Reproduce every entry precisely as written.

┄┄┄┄┄┄

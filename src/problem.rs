//! Problem definition trait.
//!
//! This module defines the `Problem` trait, which represents a nonlinear
//! least squares problem to be solved with the Levenberg-Marquardt algorithm.

use crate::error::Result;
use ndarray::{Array1, Array2};

/// A trait representing a nonlinear least squares problem.
///
/// This trait defines the interface for problems that can be solved using
/// the Levenberg-Marquardt algorithm.
pub trait Problem {
    /// Evaluate the residuals at the given parameters.
    ///
    /// This function calculates the vector of residuals (differences between the model
    /// and the data) at the given parameter values.
    ///
    /// # Arguments
    ///
    /// * `params` - The parameter values at which to evaluate the residuals
    ///
    /// # Returns
    ///
    /// * A vector of residuals, or an error if the evaluation fails
    fn eval(&self, params: &Array1<f64>) -> Result<Array1<f64>>;

    /// Get the number of parameters in the problem.
    fn parameter_count(&self) -> usize;

    /// Get the number of residuals in the problem.
    fn residual_count(&self) -> usize;

    /// Evaluate the Jacobian matrix at the given parameters.
    ///
    /// The Jacobian is the matrix of partial derivatives of the residuals with respect
    /// to the parameters. The default implementation uses forward finite differences.
    fn jacobian(&self, params: &Array1<f64>) -> Result<Array2<f64>>
    where
        Self: Sized,
    {
        crate::utils::finite_difference::jacobian(self, params, None)
    }

    /// Evaluate the sum of squared residuals at the given parameters.
    fn eval_cost(&self, params: &Array1<f64>) -> Result<f64> {
        let residuals = self.eval(params)?;
        Ok(residuals.iter().map(|r| r.powi(2)).sum())
    }
}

┄┄┄┄┄┄

RESPONSE TO THIS EXERCISE:
filename src/problem.rs
//! Problem definition trait.
//!
//! This module defines the `Problem` trait, which represents a nonlinear
//! least squares problem to be solved with the Levenberg-Marquardt algorithm.

use crate::error::Result;
use ndarray::{Array1, Array2};

/// A trait representing a nonlinear least squares problem.
///
/// This trait defines the interface for problems that can be solved using
/// the Levenberg-Marquardt algorithm.
pub trait Problem {
    /// Evaluate the residuals at the given parameters.
    ///
    /// This function calculates the vector of residuals (differences between the model
    /// and the data) at the given parameter values.
    ///
    /// # Arguments
    ///
    /// * `params` - The parameter values at which to evaluate the residuals
    ///
    /// # Returns
    ///
    /// * A vector of residuals, or an error if the evaluation fails
    fn eval(&self, params: &Array1<f64>) -> Result<Array1<f64>>;

    /// Get the number of parameters in the problem.
    fn parameter_count(&self) -> usize;

    /// Get the number of residuals in the problem.
    fn residual_count(&self) -> usize;

    /// Evaluate the Jacobian matrix at the given parameters.
    ///
    /// The Jacobian is the matrix of partial derivatives of the residuals with respect
    /// to the parameters. The default implementation uses forward finite differences.
    fn jacobian(&self, params: &Array1<f64>) -> Result<Array2<f64>>
    where
        Self: Sized,
    {
        crate::utils::finite_difference::jacobian(self, params, None)
    }

    /// Evaluate the sum of squared residuals at the given parameters.
    fn eval_cost(&self, params: &Array1<f64>) -> Result<f64> {
        let residuals = self.eval(params)?;
        Ok(residuals.iter().map(|r| r.powi(2)).sum())
    }
}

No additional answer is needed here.